Джонс и Браун, уже слышавшие раньше что-то похожее, отошли на некоторое расстояние.
Размышление Брауна: «Почему люди, когда они повторяют стихи, выглядят несчастными?» [5]
Эта точка маршрута, где стоял Чайльд-Гарольд, стала на целый век главным аттракционом города. Обыгрывая английские омофоны sighs и size, «вздохи» и «объем», Артур Скетчли заставляет своего сатирического персонажа, обобщенную миссис Браун, пожимать плечами: «А этот Объемный мост, вокруг которого столько шумихи, да почему, в нем же совсем нет никакого объема…»[6]
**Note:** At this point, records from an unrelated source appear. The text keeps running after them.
use chrono::{DateTime, Datelike, Utc};

use crate::models::Timestamp;

/// Placeholder shown for dates that could not be parsed
pub const UNKNOWN_DATE: &str = "Unknown";

/// Medium date with short time, e.g. "Jan 5, 2023, 9:00 AM"
pub fn format_date(timestamp: &Timestamp) -> String {
    match timestamp.as_datetime() {
        Some(dt) => dt.format("%b %-d, %Y, %-I:%M %p").to_string(),
        None => UNKNOWN_DATE.to_string(),
    }
}

/// Format an inbox timestamp with tiered display:
/// - Relative for <7 days: "2h ago", "3d ago"
/// - Absolute for ≥7 days: "Jan 15", "Dec 3, 2024"
pub fn format_inbox_time(timestamp: &Timestamp) -> String {
    format_inbox_time_at(timestamp, &Utc::now())
}

pub(crate) fn format_inbox_time_at(timestamp: &Timestamp, now: &DateTime<Utc>) -> String {
    let Some(dt) = timestamp.as_datetime() else {
        return UNKNOWN_DATE.to_string();
    };

    let duration = now.signed_duration_since(*dt);
    if duration.num_days() < 7 {
        format_relative(duration.num_seconds())
    } else {
        format_absolute(dt, now)
    }
}

fn format_relative(seconds: i64) -> String {
    let minutes = seconds / 60;
    let hours = minutes / 60;
    let days = hours / 24;

    if days > 0 {
        format!("{}d ago", days)
    } else if hours > 0 {
        format!("{}h ago", hours)
    } else if minutes > 0 {
        format!("{}m ago", minutes)
    } else {
        // Includes dates slightly in the future
        "just now".to_string()
    }
}

fn format_absolute(timestamp: &DateTime<Utc>, now: &DateTime<Utc>) -> String {
    if timestamp.year() == now.year() {
        timestamp.format("%b %-d").to_string()
    } else {
        timestamp.format("%b %-d, %Y").to_string()
    }
}
//! Shared test utilities for integration tests
#![allow(dead_code)]

use std::io::Write;

use serde_json::{Map, Value, json};
use tempfile::NamedTempFile;

/// Builder for export documents in the `DirectMessage → DirectMessages → ChatHistory` shape
pub struct ExportBuilder {
    chats: Map<String, Value>,
    spaced_keys: bool,
}

impl ExportBuilder {
    /// Create a new builder with an empty chat history
    pub fn new() -> Self {
        Self { chats: Map::new(), spaced_keys: false }
    }

    /// Use the `"Direct Message"` / `"Direct Messages"` key spelling of real exports
    pub fn spaced_keys(mut self) -> Self {
        self.spaced_keys = true;
        self
    }

    /// Add a conversation under `"Chat History with {peer}:"`
    pub fn with_chat(self, peer: &str, messages: &[MessageBuilder]) -> Self {
        self.with_raw_chat(&format!("Chat History with {}:", peer), messages)
    }

    /// Add a conversation under an arbitrary raw key
    pub fn with_raw_chat(mut self, raw_key: &str, messages: &[MessageBuilder]) -> Self {
        let messages = messages.iter().map(MessageBuilder::to_value).collect();
        self.chats.insert(raw_key.to_string(), Value::Array(messages));
        self
    }

    /// Build the export as a JSON value
    pub fn to_value(&self) -> Value {
        let (outer, inner) =
            if self.spaced_keys { ("Direct Message", "Direct Messages") } else { ("DirectMessage", "DirectMessages") };
        json!({
            "Profile": { "Profile Information": { "ProfileMap": { "userName": "me" } } },
            outer: { inner: { "ChatHistory": Value::Object(self.chats.clone()) } }
        })
    }

    /// Build the export as JSON text
    pub fn to_json(&self) -> String {
        self.to_value().to_string()
    }

    /// Write the export to a temp file (kept alive by the returned handle)
    pub fn write_temp(&self) -> NamedTempFile {
        write_temp(&self.to_json())
    }
}

impl Default for ExportBuilder {
    fn default() -> Self {
        Self::new()
    }
}

/// Builder for a single message
#[derive(Clone)]
pub struct MessageBuilder {
    from: String,
    content: String,
    date: String,
}

impl MessageBuilder {
    /// Message sent by the peer
    pub fn from_peer(peer: &str) -> Self {
        Self { from: peer.to_string(), content: "Test message".to_string(), date: "2023-01-01 00:00:00".to_string() }
    }

    /// Message sent by the account owner
    pub fn from_me() -> Self {
        Self::from_peer("me")
    }

    /// Set the content
    pub fn content(mut self, content: &str) -> Self {
        self.content = content.to_string();
        self
    }

    /// Set the raw date string
    pub fn date(mut self, date: &str) -> Self {
        self.date = date.to_string();
        self
    }

    pub fn to_value(&self) -> Value {
        json!({ "From": self.from, "Content": self.content, "Date": self.date })
    }
}

/// Write arbitrary text to a temp file
pub fn write_temp(content: &str) -> NamedTempFile {
    let mut file = NamedTempFile::new().expect("Failed to create temp file");
    file.write_all(content.as_bytes()).expect("Failed to write temp file");
    file.flush().expect("Failed to flush temp file");
    file
}

/// Helper to create a realistic export with a few conversations of mixed content
pub fn realistic_export() -> ExportBuilder {
    ExportBuilder::new()
        .spaced_keys()
        .with_chat(
            "alice",
            &[
                MessageBuilder::from_peer("alice").content("hey!").date("2023-01-01 09:00:00"),
                MessageBuilder::from_me().content("[https://media.example.com/wave.gif]").date("2023-01-01 09:01:00"),
                MessageBuilder::from_peer("alice").content("lol").date("2023-01-02 10:00:00"),
            ],
        )
        .with_chat(
            "bob",
            &[
                MessageBuilder::from_me().content("https://www.tiktok.com/@u/video/1").date("2023-01-04 20:00:00"),
                MessageBuilder::from_peer("bob").content("www.example.com/recipe").date("2023-01-05 09:00:00"),
            ],
        )
        .with_chat("carol", &[MessageBuilder::from_peer("carol").content("who is this?").date("not-a-date")])
        .with_chat("dave", &[])
}
use serde::Serialize;

use super::timestamp::Timestamp;

/// How a message's content should be rendered
#[derive(Debug, Clone, PartialEq, Eq, Hash, Serialize)]
#[serde(tag = "kind", content = "url")]
pub enum MessageCategory {
    PlainText,
    /// `[https://...]` media reference (GIFs, stickers); `url` is the bracketed link
    BracketedMedia(String),
    /// Link to a recognized video platform
    PlatformVideoLink(String),
    GenericLink(String),
}

impl MessageCategory {
    pub fn url(&self) -> Option<&str> {
        match self {
            MessageCategory::PlainText => None,
            MessageCategory::BracketedMedia(url)
            | MessageCategory::PlatformVideoLink(url)
            | MessageCategory::GenericLink(url) => Some(url),
        }
    }

    pub fn label(&self) -> &'static str {
        match self {
            MessageCategory::PlainText => "text",
            MessageCategory::BracketedMedia(_) => "media",
            MessageCategory::PlatformVideoLink(_) => "video",
            MessageCategory::GenericLink(_) => "link",
        }
    }
}

/// A message ready for rendering. Derived on demand, never stored.
#[derive(Debug, Clone, PartialEq, Eq, Serialize)]
pub struct ClassifiedMessage {
    pub category: MessageCategory,
    pub original_content: String,
    pub timestamp: Timestamp,
    pub is_outgoing: bool,
}
pub mod apply;

pub use apply::filter_conversations;
//! Viewer configuration.
//!
//! Settings come from built-in defaults, optionally overridden by a JSON file:
//!
//! ```json
//! { "video_host_prefixes": ["https://www.tiktok", "https://youtu.be"], "max_file_size_bytes": 104857600 }
//! ```
//!
//! Fields left out of the file keep their defaults.

use std::path::Path;

use serde::{Deserialize, Serialize};

use crate::error::ConfigError;

/// Default URL prefixes recognized as video platform links
pub const DEFAULT_VIDEO_HOST_PREFIXES: &[&str] =
    &["https://www.tiktok", "https://www.tiktokv", "https://m.tiktok"];

/// Default cap on export file size: 256MB
pub const DEFAULT_MAX_FILE_SIZE_BYTES: u64 = 256 * 1024 * 1024;

#[derive(Debug, Clone, PartialEq, Eq, Serialize, Deserialize)]
#[serde(default)]
pub struct ViewerConfig {
    /// Lowercase URL prefixes classified as platform video links
    pub video_host_prefixes: Vec<String>,
    pub max_file_size_bytes: u64,
}

impl Default for ViewerConfig {
    fn default() -> Self {
        Self {
            video_host_prefixes: DEFAULT_VIDEO_HOST_PREFIXES.iter().map(|p| p.to_string()).collect(),
            max_file_size_bytes: DEFAULT_MAX_FILE_SIZE_BYTES,
        }
    }
}

impl ViewerConfig {
    /// Load configuration from a JSON file
    pub fn load_from(path: &Path) -> Result<Self, ConfigError> {
        let content = std::fs::read_to_string(path)
            .map_err(|source| ConfigError::Io { path: path.to_path_buf(), source })?;

        serde_json::from_str(&content)
            .map_err(|source| ConfigError::Invalid { path: path.to_path_buf(), source })
    }

    /// Append extra video host prefixes, skipping blanks and duplicates
    pub fn add_video_hosts<I, S>(&mut self, prefixes: I)
    where
        I: IntoIterator<Item = S>,
        S: AsRef<str>,
    {
        for prefix in prefixes {
            let prefix = prefix.as_ref().trim().to_lowercase();
            if !prefix.is_empty() && !self.video_host_prefixes.contains(&prefix) {
                self.video_host_prefixes.push(prefix);
            }
        }
    }
}
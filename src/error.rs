//! Typed errors for the load pipeline and its non-fatal fallbacks.
//!
//! Only [`LoadError`] ends an operation. [`TimestampError`] and
//! [`ExtractionError`] are reported by the low-level helpers and turned into
//! fallback values (the unparsable sentinel, the raw content) by their callers,
//! so a bad message never invalidates the rest of a conversation.

use std::path::PathBuf;

use thiserror::Error;

#[derive(Debug, Error)]
pub enum LoadError {
    #[error("export is not valid JSON: {0}")]
    MalformedJson(#[source] serde_json::Error),

    #[error("export does not match the chat history schema: {reason}")]
    SchemaMismatch { reason: String },

    #[error("failed to read export file {}: {source}", .path.display())]
    Io {
        path: PathBuf,
        #[source]
        source: std::io::Error,
    },

    #[error("export file too large: {} ({size} bytes, max {max} bytes)", .path.display())]
    FileTooLarge { path: PathBuf, size: u64, max: u64 },
}

impl LoadError {
    pub(crate) fn schema(reason: impl Into<String>) -> Self {
        LoadError::SchemaMismatch { reason: reason.into() }
    }
}

#[derive(Debug, Clone, PartialEq, Eq, Error)]
pub enum TimestampError {
    #[error("unparsable timestamp: {0:?}")]
    Unparsable(String),
}

#[derive(Debug, Clone, PartialEq, Eq, Error)]
pub enum ExtractionError {
    #[error("no URL found inside bracketed content")]
    UnrecoverableBracketExtraction,
}

#[derive(Debug, Error)]
pub enum ConfigError {
    #[error("failed to read config file {}: {source}", .path.display())]
    Io {
        path: PathBuf,
        #[source]
        source: std::io::Error,
    },

    #[error("invalid config file {}: {source}", .path.display())]
    Invalid {
        path: PathBuf,
        #[source]
        source: serde_json::Error,
    },
}
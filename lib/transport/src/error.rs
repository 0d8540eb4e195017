use std::fmt;

#[derive(Debug)]
pub enum Error {
    Mqtt(paho_mqtt::Error),
    Json(serde_json::Error),
}

impl From<paho_mqtt::Error> for Error {
    fn from(err: paho_mqtt::Error) -> Self {
        Self::Mqtt(err)
    }
}

impl From<serde_json::Error> for Error {
    fn from(err: serde_json::Error) -> Self {
        Self::Json(err)
    }
}

impl fmt::Display for Error {
    fn fmt(&self, f: &mut fmt::Formatter<'_>) -> fmt::Result {
        match self {
            Self::Mqtt(err) => write!(f, "mqtt error: {err}"),
            Self::Json(err) => write!(f, "json error: {err}"),
        }
    }
}

impl std::error::Error for Error {}
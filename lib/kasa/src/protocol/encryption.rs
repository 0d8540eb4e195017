use crate::{Error, Result};

const INITIAL_KEY: u8 = 171;
const PREFIX_LEN: usize = 4;

/// Frames `payload` with a big-endian length prefix and runs it through the
/// autokey cipher. The running key is the previous ciphertext byte.
pub fn encrypt(payload: &[u8]) -> Result<Vec<u8>> {
    let length = frame_length(payload.len())?;

    let mut result = Vec::with_capacity(PREFIX_LEN + payload.len());
    result.extend_from_slice(&length.to_be_bytes());

    let mut key = INITIAL_KEY;
    result.extend(payload.iter().map(|&byte| {
        key ^= byte;
        key
    }));

    Ok(result)
}

/// Reverses [`encrypt`]. Accepts the frame both with and without its length
/// prefix: the first four bytes are dropped only when they match the length
/// of the rest of the frame.
pub fn decrypt(response: &[u8]) -> Result<Vec<u8>> {
    if response.is_empty() {
        return Err(Error::Framing("empty frame"));
    }

    let mut key = INITIAL_KEY;
    let result = strip_prefix(response)
        .iter()
        .map(|&byte| {
            let plain = key ^ byte;
            key = byte;
            plain
        })
        .collect();

    Ok(result)
}

fn frame_length(len: usize) -> Result<u32> {
    u32::try_from(len).map_err(|_| Error::InvalidArgument("payload does not fit the length prefix"))
}

fn strip_prefix(response: &[u8]) -> &[u8] {
    if response.len() < PREFIX_LEN {
        return response;
    }

    let (prefix, body) = response.split_at(PREFIX_LEN);

    let mut length = [0u8; PREFIX_LEN];
    length.copy_from_slice(prefix);

    if u32::from_be_bytes(length) as usize == body.len() {
        body
    } else {
        response
    }
}
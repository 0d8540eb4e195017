use chrono::{DateTime, Utc};
use serde::{Deserialize, Serialize};

#[derive(Copy, Clone, Debug, Deserialize, Serialize, PartialEq, Eq)]
pub enum Unit {
    #[serde(rename = "W")]
    Watt,
    #[serde(rename = "/")]
    Ratio,
}

#[derive(Clone, Debug, Deserialize, Serialize, PartialEq)]
pub struct Record {
    #[serde(rename = "bn")]
    pub base_name: String,
    #[serde(rename = "bu")]
    pub unit: Unit,
    #[serde(rename = "t")]
    pub time: DateTime<Utc>,
    #[serde(rename = "v")]
    pub value: f64,
}

/// Wrapper the downstream database writers expect around a batch of records.
#[derive(Clone, Debug, Deserialize, Serialize, PartialEq)]
pub struct Envelope {
    pub data: Vec<Record>,
}
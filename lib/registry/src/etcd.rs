use std::collections::HashMap;
use std::time::Duration;

use async_trait::async_trait;
use chipp_http::{HttpClient, HttpMethod, NoInterceptor};
use log::{debug, trace};
use serde::Deserialize;
use tokio::time::timeout;
use url::Url;

use crate::{leaf, Error, Registry, Result};

const DEFAULT_TIMEOUT: Duration = Duration::from_secs(5);

/// etcd v2 keys API client.
pub struct Etcd {
    base: Url,
    http_client: HttpClient<NoInterceptor>,
    timeout: Duration,
}

#[derive(Debug, Deserialize)]
struct KeysResponse {
    node: Node,
}

#[derive(Debug, Deserialize)]
struct Node {
    key: String,
    #[serde(default)]
    value: Option<String>,
    #[serde(default)]
    dir: bool,
    #[serde(default)]
    nodes: Vec<Node>,
}

impl Etcd {
    pub fn new(address: &str) -> Result<Self> {
        let base = Url::parse(address).map_err(|_| Error::InvalidAddress(address.to_string()))?;
        if base.cannot_be_a_base() {
            return Err(Error::InvalidAddress(address.to_string()));
        }

        let http_client = HttpClient::new(address)?;

        Ok(Self {
            base,
            http_client,
            timeout: DEFAULT_TIMEOUT,
        })
    }

    pub fn with_timeout(mut self, timeout: Duration) -> Self {
        self.timeout = timeout;
        self
    }

    fn key_url(&self, key: &str) -> Result<Url> {
        let mut url = self.base.clone();

        url.path_segments_mut()
            .map_err(|_| Error::InvalidAddress(self.base.to_string()))?
            .pop_if_empty()
            .extend(["v2", "keys"])
            .extend(key.split('/').filter(|segment| !segment.is_empty()));

        Ok(url)
    }
}

#[async_trait]
impl Registry for Etcd {
    async fn read(&self, key: &str) -> Result<HashMap<String, String>> {
        let url = self.key_url(key)?;
        trace!("GET {url}");

        let request = self.http_client.new_request_with_url(url.to_string())?;

        let body = timeout(
            self.timeout,
            self.http_client
                .perform_request(request, |req, res| match res.status_code {
                    200 => Ok(Some(res.body)),
                    404 => Ok(None),
                    _ => Err((req, res).into()),
                }),
        )
        .await??;

        match body {
            Some(body) => parse_children(key, &body),
            None => {
                debug!("key {key} not found");
                Ok(HashMap::new())
            }
        }
    }

    async fn write(&self, key: &str, value: &str) -> Result<()> {
        let mut url = self.key_url(key)?;
        url.query_pairs_mut().append_pair("value", value);
        trace!("PUT {url}");

        let mut request = self.http_client.new_request_with_url(url.to_string())?;
        request.set_method(HttpMethod::Put);

        timeout(
            self.timeout,
            self.http_client
                .perform_request(request, |req, res| match res.status_code {
                    200 | 201 => Ok(()),
                    _ => Err((req, res).into()),
                }),
        )
        .await??;

        Ok(())
    }
}

fn parse_children(key: &str, body: &[u8]) -> Result<HashMap<String, String>> {
    let response: KeysResponse = serde_json::from_slice(body)?;

    if !response.node.dir {
        return Err(Error::NotADirectory(key.to_string()));
    }

    let children = response
        .node
        .nodes
        .into_iter()
        .filter_map(|node| match node.value {
            Some(value) if !node.dir => Some((leaf(&node.key).to_string(), value)),
            _ => {
                trace!("skipping directory {}", node.key);
                None
            }
        })
        .collect();

    Ok(children)
}

#[cfg(test)]
mod tests {
    use super::*;

    const IDS: &str = r#"{
        "action": "get",
        "node": {
            "key": "/toad/sp/ids",
            "dir": true,
            "nodes": [
                {
                    "key": "/toad/sp/ids/CA:FE:CA:FE:CA:FE",
                    "value": "w.r0.c0",
                    "modifiedIndex": 7,
                    "createdIndex": 7
                },
                {
                    "key": "/toad/sp/ids/FE:CA:FE:CA:FE:CA",
                    "value": "w.r1.c1",
                    "modifiedIndex": 8,
                    "createdIndex": 8
                },
                {
                    "key": "/toad/sp/ids/archive",
                    "dir": true,
                    "modifiedIndex": 9,
                    "createdIndex": 9
                }
            ],
            "modifiedIndex": 6,
            "createdIndex": 6
        }
    }"#;

    #[test]
    fn test_parse_children() {
        let children = parse_children("/toad/sp/ids", IDS.as_bytes()).unwrap();

        assert_eq!(children.len(), 2);
        assert_eq!(children["CA:FE:CA:FE:CA:FE"], "w.r0.c0");
        assert_eq!(children["FE:CA:FE:CA:FE:CA"], "w.r1.c1");
    }

    #[test]
    fn test_parse_empty_directory() {
        let body = r#"{"action":"get","node":{"key":"/toad/sp/cache","dir":true}}"#;
        let children = parse_children("/toad/sp/cache", body.as_bytes()).unwrap();

        assert!(children.is_empty());
    }

    #[test]
    fn test_parse_leaf() {
        let body = r#"{"action":"get","node":{"key":"/toad/sp/cache","value":"10.0.0.5"}}"#;
        let error = parse_children("/toad/sp/cache", body.as_bytes()).unwrap_err();

        assert!(matches!(error, Error::NotADirectory(key) if key == "/toad/sp/cache"));
    }

    #[test]
    fn test_parse_garbage() {
        let error = parse_children("/toad/sp/cache", b"<html></html>").unwrap_err();
        assert!(matches!(error, Error::Json(_)));
    }

    #[test]
    fn test_key_url() {
        let etcd = Etcd::new("http://etcd:2379").unwrap();

        assert_eq!(
            etcd.key_url("/toad/sp/ids").unwrap().as_str(),
            "http://etcd:2379/v2/keys/toad/sp/ids"
        );

        let mut url = etcd.key_url("/toad/sp/cache/w.r0.c0").unwrap();
        url.query_pairs_mut().append_pair("value", "10.0.0.5");
        assert_eq!(
            url.as_str(),
            "http://etcd:2379/v2/keys/toad/sp/cache/w.r0.c0?value=10.0.0.5"
        );
    }

    #[test]
    fn test_invalid_address() {
        assert!(matches!(
            Etcd::new("mailto:root@localhost"),
            Err(Error::InvalidAddress(_))
        ));
        assert!(matches!(Etcd::new("etcd"), Err(Error::InvalidAddress(_))));
    }
}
На этом месте оказалась и мятлевская любимица – «рюс из города Тамбова, барыня проприетер» Акулина Курдюкова:
Тут в безмолвье, в темноте
Заседала инквизицья,
Преужасная полицья!
Десять аргусов таких,
Что не скроешься от них.
Тут иль Понте дей соспири,
Где в тумане и в эфире
Исчезали вздохи тех
Жертв несчастных, что на грех
Инквизицьи попадались
И в мешки ей зашивались
И бросалися в канал.
Эти строфы Байрона были долго рекордсменами индекса цитирования, и даже философ Иван Ильин, не чуждый стиховных стремлений, сто лет спустя описывал в поэме «Наше жилище» висящую на стене фотооткрытку:
Посмотри – в час летних грёз
«Вздохов мост» свой вздох вознес,
И Венеции старинной
(Где всегда страдал невинный!)
Темный угол озарен,
Возвеличен и пронзен:
Все, что было рокового,
Все, что здесь и вздох, и стон —
Тайна казни, сумрак злого
Божий луч простил и снял!
Улетела скорбь былого…
Свет всю тень в себя вобрал…
И от неба голубого
Взголубел прямой канал!..
[7]Монолог на мосту, соединяющем Дворец дожей (и залу суда в нем) с тюрьмой, долго еще стоял в ушах российских пассажиров на гондолах Большого канала:
Воображение работало и много знакомых теней проносило на своем лету. Вот поднимается тень несчастного Bravo, описанного мастерскою рукою Купера, вот Marino Faliero, пробирающийся на ночное собрание заговорщиков, вот и исхудалая, измученная тень молодого Foscari, вырванного из объятий любимой женщины для того, чтобы быть брошенным в подземелье, вот наконец и сама бледная тень Чайльд-Гаральда, грустно стоящего на «мосту вздохов» и думающего о задавленной Венеции… Гондола остановилась, и я с радостью вспомнил, что моя Венеция освобождена!